Description of the task » Return the data below exactly, but only from the line containing "if self.cleared.failures.len() == 1" through the line containing "for entry in", with both of those lines included.

Collected data entries »

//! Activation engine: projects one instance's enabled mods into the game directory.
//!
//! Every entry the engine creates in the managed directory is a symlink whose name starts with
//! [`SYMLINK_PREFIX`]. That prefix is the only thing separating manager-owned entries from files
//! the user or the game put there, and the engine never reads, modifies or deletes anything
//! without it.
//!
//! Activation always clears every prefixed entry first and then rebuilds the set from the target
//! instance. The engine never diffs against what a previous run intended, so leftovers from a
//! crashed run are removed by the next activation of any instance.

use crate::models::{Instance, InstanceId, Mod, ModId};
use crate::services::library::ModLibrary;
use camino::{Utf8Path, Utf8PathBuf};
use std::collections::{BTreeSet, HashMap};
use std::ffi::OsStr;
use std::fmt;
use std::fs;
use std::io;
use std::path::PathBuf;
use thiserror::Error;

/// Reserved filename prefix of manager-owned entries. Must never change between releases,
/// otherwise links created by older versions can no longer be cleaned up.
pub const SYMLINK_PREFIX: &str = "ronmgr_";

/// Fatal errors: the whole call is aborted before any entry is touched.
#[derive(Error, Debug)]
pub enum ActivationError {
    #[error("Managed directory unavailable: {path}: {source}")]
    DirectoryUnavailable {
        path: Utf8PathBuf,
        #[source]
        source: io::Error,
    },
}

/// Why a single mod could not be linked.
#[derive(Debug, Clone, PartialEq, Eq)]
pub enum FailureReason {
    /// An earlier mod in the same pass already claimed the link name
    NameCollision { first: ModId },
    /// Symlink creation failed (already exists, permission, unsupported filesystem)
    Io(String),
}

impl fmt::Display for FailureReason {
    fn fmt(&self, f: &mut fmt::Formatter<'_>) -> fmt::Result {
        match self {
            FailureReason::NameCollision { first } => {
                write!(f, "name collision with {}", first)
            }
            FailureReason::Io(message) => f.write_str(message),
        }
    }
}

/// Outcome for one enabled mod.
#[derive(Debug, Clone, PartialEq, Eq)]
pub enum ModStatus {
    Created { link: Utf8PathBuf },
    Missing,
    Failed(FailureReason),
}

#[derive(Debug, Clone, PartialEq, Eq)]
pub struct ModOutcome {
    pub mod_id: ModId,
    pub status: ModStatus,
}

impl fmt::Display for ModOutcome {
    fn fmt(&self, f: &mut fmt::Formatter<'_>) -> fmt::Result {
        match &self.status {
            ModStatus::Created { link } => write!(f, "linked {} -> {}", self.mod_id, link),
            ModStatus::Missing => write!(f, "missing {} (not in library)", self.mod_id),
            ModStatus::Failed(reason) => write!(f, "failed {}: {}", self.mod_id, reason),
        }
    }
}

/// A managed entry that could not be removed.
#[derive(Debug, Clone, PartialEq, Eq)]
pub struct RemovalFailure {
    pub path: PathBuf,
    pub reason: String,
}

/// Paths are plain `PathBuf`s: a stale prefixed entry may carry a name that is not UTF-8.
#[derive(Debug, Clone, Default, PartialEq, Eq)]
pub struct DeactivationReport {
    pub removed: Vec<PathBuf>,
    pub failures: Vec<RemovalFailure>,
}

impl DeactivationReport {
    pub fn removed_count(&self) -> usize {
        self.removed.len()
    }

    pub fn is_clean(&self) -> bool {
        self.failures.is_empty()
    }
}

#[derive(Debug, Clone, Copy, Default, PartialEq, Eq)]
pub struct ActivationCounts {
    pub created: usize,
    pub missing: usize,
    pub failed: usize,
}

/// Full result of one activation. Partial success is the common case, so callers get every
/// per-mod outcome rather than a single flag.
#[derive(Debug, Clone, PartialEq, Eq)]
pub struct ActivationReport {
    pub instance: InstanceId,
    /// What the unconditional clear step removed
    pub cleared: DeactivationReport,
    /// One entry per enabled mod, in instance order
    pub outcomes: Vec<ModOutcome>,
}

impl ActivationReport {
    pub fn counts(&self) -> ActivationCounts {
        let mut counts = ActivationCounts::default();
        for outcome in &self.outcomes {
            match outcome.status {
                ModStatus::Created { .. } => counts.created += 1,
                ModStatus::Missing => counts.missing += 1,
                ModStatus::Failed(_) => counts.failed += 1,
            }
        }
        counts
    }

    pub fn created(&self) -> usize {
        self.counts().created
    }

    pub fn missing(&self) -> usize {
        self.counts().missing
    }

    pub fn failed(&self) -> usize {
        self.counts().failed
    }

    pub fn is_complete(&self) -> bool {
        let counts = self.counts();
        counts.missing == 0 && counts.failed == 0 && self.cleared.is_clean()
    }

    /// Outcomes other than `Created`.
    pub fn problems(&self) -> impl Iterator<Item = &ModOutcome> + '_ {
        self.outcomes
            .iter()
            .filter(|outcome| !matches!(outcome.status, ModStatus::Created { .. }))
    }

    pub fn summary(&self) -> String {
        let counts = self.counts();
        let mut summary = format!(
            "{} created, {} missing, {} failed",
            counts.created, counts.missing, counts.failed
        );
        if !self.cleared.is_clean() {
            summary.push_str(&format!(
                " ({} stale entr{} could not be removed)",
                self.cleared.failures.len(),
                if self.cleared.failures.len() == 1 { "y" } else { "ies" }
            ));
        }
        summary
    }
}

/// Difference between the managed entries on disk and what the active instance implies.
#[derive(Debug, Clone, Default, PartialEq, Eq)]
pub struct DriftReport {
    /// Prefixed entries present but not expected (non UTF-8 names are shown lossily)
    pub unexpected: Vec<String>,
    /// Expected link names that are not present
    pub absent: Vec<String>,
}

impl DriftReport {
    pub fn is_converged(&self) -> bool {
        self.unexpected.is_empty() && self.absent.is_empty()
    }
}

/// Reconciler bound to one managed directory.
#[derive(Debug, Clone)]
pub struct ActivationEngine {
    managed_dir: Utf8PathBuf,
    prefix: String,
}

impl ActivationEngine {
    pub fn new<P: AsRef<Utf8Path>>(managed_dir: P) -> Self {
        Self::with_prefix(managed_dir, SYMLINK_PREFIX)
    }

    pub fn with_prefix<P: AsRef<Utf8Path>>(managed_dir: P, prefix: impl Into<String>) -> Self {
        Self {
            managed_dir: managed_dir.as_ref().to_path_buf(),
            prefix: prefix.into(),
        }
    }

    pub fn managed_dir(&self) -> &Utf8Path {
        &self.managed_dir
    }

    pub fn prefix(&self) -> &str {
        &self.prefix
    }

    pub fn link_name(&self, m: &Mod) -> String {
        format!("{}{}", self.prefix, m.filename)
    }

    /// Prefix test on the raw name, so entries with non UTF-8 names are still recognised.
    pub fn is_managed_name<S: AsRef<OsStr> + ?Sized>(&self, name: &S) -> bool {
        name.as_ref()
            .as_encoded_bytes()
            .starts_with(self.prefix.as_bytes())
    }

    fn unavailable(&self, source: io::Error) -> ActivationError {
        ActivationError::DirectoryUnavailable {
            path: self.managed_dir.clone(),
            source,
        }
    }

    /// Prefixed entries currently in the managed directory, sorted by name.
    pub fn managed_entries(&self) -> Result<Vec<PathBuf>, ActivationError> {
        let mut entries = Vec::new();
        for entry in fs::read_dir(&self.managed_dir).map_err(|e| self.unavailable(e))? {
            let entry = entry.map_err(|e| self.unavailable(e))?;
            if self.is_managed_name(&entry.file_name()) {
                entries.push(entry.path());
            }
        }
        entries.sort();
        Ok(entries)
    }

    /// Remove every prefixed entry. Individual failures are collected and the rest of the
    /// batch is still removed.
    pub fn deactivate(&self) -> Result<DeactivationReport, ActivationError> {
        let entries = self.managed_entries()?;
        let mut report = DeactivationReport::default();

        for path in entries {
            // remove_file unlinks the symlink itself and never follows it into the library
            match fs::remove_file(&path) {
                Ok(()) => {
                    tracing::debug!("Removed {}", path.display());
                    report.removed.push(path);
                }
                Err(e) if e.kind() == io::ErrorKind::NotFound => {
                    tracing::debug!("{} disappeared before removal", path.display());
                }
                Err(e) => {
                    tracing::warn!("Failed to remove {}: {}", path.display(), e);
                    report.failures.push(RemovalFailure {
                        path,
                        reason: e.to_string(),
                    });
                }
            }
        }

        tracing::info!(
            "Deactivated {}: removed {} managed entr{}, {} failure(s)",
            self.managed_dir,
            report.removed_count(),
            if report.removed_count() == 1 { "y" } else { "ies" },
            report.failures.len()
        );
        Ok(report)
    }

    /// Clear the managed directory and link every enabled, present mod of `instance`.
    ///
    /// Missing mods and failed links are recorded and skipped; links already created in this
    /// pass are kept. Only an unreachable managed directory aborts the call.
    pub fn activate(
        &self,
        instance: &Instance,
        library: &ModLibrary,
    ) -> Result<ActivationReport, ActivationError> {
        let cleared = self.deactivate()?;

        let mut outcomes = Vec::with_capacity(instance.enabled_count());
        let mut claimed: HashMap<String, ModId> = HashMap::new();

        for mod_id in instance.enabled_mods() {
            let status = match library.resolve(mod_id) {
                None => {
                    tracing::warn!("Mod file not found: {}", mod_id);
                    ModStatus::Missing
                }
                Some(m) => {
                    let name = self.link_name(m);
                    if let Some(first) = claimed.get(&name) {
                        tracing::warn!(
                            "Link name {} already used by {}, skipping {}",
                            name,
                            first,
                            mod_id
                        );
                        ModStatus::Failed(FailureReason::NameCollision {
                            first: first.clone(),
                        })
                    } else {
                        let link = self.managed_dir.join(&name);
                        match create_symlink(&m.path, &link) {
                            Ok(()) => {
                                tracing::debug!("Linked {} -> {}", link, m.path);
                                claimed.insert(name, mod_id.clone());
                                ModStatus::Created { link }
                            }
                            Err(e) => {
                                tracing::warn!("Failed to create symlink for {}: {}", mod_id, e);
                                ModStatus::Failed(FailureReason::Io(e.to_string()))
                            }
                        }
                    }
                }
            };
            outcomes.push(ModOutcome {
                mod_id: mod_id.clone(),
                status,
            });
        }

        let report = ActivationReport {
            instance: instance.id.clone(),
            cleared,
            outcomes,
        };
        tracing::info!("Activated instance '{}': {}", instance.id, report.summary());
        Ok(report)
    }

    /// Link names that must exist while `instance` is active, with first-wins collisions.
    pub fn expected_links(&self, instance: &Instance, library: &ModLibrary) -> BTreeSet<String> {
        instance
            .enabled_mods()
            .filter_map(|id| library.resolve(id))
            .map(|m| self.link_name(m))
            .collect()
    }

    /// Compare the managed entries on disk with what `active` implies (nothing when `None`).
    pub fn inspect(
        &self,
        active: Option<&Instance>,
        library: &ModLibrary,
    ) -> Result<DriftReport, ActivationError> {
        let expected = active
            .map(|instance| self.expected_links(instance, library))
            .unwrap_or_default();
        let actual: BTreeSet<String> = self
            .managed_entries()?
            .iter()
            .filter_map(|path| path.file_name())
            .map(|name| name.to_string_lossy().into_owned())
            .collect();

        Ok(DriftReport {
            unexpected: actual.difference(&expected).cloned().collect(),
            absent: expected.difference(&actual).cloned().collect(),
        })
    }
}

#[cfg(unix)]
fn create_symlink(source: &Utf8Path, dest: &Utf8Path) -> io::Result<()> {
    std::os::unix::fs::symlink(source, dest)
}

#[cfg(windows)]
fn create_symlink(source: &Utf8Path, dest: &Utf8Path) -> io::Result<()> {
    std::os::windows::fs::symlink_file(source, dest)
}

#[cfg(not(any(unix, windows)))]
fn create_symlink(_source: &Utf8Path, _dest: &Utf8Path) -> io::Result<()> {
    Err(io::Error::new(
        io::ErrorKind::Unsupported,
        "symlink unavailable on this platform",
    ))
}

...

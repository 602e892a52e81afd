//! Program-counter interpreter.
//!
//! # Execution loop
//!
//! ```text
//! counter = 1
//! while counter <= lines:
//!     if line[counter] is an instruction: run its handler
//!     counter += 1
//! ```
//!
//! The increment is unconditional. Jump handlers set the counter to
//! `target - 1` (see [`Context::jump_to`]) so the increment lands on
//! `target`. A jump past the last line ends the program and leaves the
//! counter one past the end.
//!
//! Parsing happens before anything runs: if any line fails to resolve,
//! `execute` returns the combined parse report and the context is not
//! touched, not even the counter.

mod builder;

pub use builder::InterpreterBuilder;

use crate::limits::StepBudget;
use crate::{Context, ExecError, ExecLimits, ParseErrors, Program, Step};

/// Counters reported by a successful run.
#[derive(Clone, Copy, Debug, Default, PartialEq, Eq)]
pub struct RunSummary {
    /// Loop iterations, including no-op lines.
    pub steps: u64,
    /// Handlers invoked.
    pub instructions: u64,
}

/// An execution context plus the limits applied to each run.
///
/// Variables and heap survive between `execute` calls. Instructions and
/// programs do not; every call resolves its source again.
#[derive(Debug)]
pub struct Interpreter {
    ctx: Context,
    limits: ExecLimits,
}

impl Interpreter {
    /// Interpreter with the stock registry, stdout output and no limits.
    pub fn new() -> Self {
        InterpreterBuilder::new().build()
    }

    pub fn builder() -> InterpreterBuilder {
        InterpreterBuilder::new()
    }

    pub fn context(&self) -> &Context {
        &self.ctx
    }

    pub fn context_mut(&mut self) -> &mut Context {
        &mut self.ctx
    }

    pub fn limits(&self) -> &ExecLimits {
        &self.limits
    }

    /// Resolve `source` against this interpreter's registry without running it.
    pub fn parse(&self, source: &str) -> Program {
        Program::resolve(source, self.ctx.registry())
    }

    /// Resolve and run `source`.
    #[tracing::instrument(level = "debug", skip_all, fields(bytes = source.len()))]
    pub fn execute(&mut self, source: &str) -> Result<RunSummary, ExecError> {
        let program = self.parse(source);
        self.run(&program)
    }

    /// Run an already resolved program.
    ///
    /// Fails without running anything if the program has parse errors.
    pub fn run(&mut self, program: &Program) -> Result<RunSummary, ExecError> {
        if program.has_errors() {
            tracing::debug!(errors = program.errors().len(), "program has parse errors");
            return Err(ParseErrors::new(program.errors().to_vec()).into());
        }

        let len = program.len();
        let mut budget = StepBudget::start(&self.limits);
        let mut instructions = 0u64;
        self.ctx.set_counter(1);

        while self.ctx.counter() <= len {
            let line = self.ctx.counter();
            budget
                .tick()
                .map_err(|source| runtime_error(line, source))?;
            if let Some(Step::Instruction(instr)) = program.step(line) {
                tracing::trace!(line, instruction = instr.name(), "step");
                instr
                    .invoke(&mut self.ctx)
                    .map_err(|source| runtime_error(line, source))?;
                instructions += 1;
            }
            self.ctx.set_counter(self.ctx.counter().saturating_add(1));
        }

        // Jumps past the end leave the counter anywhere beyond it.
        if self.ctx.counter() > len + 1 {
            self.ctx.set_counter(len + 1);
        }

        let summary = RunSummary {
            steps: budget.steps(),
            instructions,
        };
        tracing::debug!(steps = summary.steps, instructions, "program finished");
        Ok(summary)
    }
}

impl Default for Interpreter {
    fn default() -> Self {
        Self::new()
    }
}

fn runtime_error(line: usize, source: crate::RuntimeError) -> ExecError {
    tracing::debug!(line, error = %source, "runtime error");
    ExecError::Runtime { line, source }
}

...

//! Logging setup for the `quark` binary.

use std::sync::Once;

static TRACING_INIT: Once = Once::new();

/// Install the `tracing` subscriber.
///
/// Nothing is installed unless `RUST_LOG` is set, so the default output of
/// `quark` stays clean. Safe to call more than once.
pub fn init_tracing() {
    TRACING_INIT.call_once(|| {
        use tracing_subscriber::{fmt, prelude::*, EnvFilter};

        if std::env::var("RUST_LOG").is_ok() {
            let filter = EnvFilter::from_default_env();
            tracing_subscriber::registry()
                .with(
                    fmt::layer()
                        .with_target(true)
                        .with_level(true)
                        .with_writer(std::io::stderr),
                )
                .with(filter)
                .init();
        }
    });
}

Task response »
                if self.cleared.failures.len() == 1 { "y" } else { "ies" }
            ));
        }
        summary
    }
}

/// Difference between the managed entries on disk and what the active instance implies.
#[derive(Debug, Clone, Default, PartialEq, Eq)]
pub struct DriftReport {
    /// Prefixed entries present but not expected (non UTF-8 names are shown lossily)
    pub unexpected: Vec<String>,
    /// Expected link names that are not present
    pub absent: Vec<String>,
}

impl DriftReport {
    pub fn is_converged(&self) -> bool {
        self.unexpected.is_empty() && self.absent.is_empty()
    }
}

/// Reconciler bound to one managed directory.
#[derive(Debug, Clone)]
pub struct ActivationEngine {
    managed_dir: Utf8PathBuf,
    prefix: String,
}

impl ActivationEngine {
    pub fn new<P: AsRef<Utf8Path>>(managed_dir: P) -> Self {
        Self::with_prefix(managed_dir, SYMLINK_PREFIX)
    }

    pub fn with_prefix<P: AsRef<Utf8Path>>(managed_dir: P, prefix: impl Into<String>) -> Self {
        Self {
            managed_dir: managed_dir.as_ref().to_path_buf(),
            prefix: prefix.into(),
        }
    }

    pub fn managed_dir(&self) -> &Utf8Path {
        &self.managed_dir
    }

    pub fn prefix(&self) -> &str {
        &self.prefix
    }

    pub fn link_name(&self, m: &Mod) -> String {
        format!("{}{}", self.prefix, m.filename)
    }

    /// Prefix test on the raw name, so entries with non UTF-8 names are still recognised.
    pub fn is_managed_name<S: AsRef<OsStr> + ?Sized>(&self, name: &S) -> bool {
        name.as_ref()
            .as_encoded_bytes()
            .starts_with(self.prefix.as_bytes())
    }

    fn unavailable(&self, source: io::Error) -> ActivationError {
        ActivationError::DirectoryUnavailable {
            path: self.managed_dir.clone(),
            source,
        }
    }

    /// Prefixed entries currently in the managed directory, sorted by name.
    pub fn managed_entries(&self) -> Result<Vec<PathBuf>, ActivationError> {
        let mut entries = Vec::new();
        for entry in fs::read_dir(&self.managed_dir).map_err(|e| self.unavailable(e))? {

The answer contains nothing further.